## Supplied records
★ ★ ★ ★

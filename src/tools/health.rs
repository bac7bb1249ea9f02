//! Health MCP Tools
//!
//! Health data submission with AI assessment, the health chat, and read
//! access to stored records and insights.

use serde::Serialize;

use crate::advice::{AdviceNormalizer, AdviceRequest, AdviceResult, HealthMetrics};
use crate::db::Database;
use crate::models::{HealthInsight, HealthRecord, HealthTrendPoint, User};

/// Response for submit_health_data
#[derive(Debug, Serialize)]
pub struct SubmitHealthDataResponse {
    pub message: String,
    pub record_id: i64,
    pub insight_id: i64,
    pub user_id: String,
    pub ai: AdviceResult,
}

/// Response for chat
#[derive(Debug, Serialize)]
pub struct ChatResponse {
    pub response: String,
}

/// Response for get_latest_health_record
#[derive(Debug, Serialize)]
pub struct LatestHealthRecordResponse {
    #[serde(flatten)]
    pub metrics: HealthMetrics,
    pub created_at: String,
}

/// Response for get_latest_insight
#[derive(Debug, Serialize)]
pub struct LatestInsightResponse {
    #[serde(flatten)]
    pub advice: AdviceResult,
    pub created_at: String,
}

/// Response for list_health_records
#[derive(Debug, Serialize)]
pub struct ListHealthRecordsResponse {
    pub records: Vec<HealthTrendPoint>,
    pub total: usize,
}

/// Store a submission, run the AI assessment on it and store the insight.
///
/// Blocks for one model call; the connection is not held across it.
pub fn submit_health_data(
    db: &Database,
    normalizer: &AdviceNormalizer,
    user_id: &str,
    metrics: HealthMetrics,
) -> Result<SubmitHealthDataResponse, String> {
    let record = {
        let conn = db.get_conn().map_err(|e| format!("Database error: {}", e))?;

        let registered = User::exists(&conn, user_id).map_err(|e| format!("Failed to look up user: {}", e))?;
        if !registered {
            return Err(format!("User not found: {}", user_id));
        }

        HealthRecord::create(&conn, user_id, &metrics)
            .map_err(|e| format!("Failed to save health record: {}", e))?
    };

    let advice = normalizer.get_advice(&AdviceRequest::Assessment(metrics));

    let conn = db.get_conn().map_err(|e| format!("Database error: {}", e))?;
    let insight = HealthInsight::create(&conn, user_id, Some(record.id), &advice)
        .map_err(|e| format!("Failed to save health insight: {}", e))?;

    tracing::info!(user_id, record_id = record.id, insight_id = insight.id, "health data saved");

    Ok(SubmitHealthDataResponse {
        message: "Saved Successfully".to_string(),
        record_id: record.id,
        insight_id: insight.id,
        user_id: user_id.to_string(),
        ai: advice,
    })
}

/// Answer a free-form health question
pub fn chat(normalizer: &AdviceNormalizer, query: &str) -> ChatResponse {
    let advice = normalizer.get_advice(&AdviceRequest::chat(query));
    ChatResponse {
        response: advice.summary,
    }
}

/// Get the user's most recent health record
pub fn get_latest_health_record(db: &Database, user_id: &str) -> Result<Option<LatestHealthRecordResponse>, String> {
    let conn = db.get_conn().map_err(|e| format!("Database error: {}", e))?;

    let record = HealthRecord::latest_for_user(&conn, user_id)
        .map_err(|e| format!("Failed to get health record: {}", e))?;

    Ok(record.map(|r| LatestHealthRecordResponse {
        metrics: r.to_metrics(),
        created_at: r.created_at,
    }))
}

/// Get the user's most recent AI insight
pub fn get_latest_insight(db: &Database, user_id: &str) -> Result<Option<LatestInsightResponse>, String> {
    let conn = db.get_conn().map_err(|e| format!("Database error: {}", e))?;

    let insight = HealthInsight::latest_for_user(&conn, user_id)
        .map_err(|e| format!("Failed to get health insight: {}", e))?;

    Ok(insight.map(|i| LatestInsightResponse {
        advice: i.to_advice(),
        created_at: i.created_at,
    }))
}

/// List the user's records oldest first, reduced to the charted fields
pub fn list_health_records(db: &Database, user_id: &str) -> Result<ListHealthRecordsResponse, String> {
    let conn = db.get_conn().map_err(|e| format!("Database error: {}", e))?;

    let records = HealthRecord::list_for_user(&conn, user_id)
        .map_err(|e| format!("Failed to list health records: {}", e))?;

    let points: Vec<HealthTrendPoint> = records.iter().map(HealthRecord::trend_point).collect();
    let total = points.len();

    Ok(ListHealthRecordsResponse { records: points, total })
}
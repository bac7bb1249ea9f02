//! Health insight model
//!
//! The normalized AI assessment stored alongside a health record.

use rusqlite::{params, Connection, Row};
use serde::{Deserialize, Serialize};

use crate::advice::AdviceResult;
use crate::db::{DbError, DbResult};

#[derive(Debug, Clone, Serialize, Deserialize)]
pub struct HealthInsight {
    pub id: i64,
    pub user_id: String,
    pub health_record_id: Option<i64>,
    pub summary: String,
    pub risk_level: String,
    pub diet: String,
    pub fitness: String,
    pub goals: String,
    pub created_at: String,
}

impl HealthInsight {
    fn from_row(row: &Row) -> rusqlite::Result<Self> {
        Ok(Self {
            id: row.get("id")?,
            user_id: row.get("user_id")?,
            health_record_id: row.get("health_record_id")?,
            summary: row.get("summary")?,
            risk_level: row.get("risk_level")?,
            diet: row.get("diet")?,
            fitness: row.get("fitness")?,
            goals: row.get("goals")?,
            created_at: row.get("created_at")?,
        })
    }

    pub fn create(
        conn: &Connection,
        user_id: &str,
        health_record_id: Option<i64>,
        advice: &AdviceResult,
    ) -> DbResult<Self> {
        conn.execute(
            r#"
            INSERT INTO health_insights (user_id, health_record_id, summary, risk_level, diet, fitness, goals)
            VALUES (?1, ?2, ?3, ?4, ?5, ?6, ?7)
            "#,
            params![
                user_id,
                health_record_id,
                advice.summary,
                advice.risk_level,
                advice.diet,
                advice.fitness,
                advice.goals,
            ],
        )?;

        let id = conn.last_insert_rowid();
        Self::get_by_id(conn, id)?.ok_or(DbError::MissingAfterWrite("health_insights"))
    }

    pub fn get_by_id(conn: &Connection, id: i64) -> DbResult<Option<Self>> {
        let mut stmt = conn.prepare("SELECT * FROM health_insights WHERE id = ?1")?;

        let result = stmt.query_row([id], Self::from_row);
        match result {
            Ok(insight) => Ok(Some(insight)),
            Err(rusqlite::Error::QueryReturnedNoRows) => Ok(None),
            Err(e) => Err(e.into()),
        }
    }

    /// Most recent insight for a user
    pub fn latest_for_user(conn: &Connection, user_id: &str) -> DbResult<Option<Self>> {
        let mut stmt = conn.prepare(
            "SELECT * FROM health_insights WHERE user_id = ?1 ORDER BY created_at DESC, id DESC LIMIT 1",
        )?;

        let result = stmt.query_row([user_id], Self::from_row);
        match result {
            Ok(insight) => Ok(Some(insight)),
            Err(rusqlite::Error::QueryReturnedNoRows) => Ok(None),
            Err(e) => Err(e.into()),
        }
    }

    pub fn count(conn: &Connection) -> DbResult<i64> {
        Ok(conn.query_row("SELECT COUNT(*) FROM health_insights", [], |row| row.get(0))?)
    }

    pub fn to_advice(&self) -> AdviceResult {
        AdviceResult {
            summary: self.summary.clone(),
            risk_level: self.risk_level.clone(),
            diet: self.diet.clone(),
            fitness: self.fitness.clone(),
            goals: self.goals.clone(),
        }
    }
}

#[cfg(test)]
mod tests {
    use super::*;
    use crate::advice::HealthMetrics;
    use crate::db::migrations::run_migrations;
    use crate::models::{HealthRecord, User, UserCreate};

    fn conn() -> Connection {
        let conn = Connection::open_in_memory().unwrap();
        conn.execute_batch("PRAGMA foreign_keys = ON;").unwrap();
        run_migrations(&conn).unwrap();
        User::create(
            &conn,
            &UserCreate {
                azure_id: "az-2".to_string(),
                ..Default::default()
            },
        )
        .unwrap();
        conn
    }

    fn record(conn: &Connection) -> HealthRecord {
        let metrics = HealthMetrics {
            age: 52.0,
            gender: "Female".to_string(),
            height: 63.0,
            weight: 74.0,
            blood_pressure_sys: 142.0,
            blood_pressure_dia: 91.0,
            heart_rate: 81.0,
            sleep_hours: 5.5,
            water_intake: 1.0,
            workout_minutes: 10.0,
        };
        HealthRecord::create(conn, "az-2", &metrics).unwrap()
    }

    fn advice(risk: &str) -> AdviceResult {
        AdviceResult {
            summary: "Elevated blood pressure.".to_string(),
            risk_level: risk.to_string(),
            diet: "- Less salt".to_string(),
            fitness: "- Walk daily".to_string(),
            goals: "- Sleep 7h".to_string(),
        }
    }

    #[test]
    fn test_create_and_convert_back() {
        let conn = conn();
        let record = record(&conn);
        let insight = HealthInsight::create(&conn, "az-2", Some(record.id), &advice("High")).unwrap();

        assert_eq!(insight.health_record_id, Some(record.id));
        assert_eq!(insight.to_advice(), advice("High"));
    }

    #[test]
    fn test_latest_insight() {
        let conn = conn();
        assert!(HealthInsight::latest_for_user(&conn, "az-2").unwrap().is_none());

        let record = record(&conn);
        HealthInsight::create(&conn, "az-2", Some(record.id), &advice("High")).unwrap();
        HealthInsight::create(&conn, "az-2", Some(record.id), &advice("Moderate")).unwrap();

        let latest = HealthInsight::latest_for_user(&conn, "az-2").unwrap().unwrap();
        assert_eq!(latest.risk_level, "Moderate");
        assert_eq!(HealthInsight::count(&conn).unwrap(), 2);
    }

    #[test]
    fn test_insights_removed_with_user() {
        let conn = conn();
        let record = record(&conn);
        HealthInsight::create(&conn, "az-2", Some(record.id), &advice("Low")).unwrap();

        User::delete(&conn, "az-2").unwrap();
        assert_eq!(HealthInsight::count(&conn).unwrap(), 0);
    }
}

★ ★ ★ ★

## Problem requirements
Print, from the entries above, the line with "VALUES (?1, ?2, ?3, ?4, ?5, ?6, ?7)", the line with "insight for a user" and all lines between them, exactly and with nothing else.

## Reply to the task
            VALUES (?1, ?2, ?3, ?4, ?5, ?6, ?7)
            "#,
            params![
                user_id,
                health_record_id,
                advice.summary,
                advice.risk_level,
                advice.diet,
                advice.fitness,
                advice.goals,
            ],
        )?;

        let id = conn.last_insert_rowid();
        Self::get_by_id(conn, id)?.ok_or(DbError::MissingAfterWrite("health_insights"))
    }

    pub fn get_by_id(conn: &Connection, id: i64) -> DbResult<Option<Self>> {
        let mut stmt = conn.prepare("SELECT * FROM health_insights WHERE id = ?1")?;

        let result = stmt.query_row([id], Self::from_row);
        match result {
            Ok(insight) => Ok(Some(insight)),
            Err(rusqlite::Error::QueryReturnedNoRows) => Ok(None),
            Err(e) => Err(e.into()),
        }
    }

    /// Most recent insight for a user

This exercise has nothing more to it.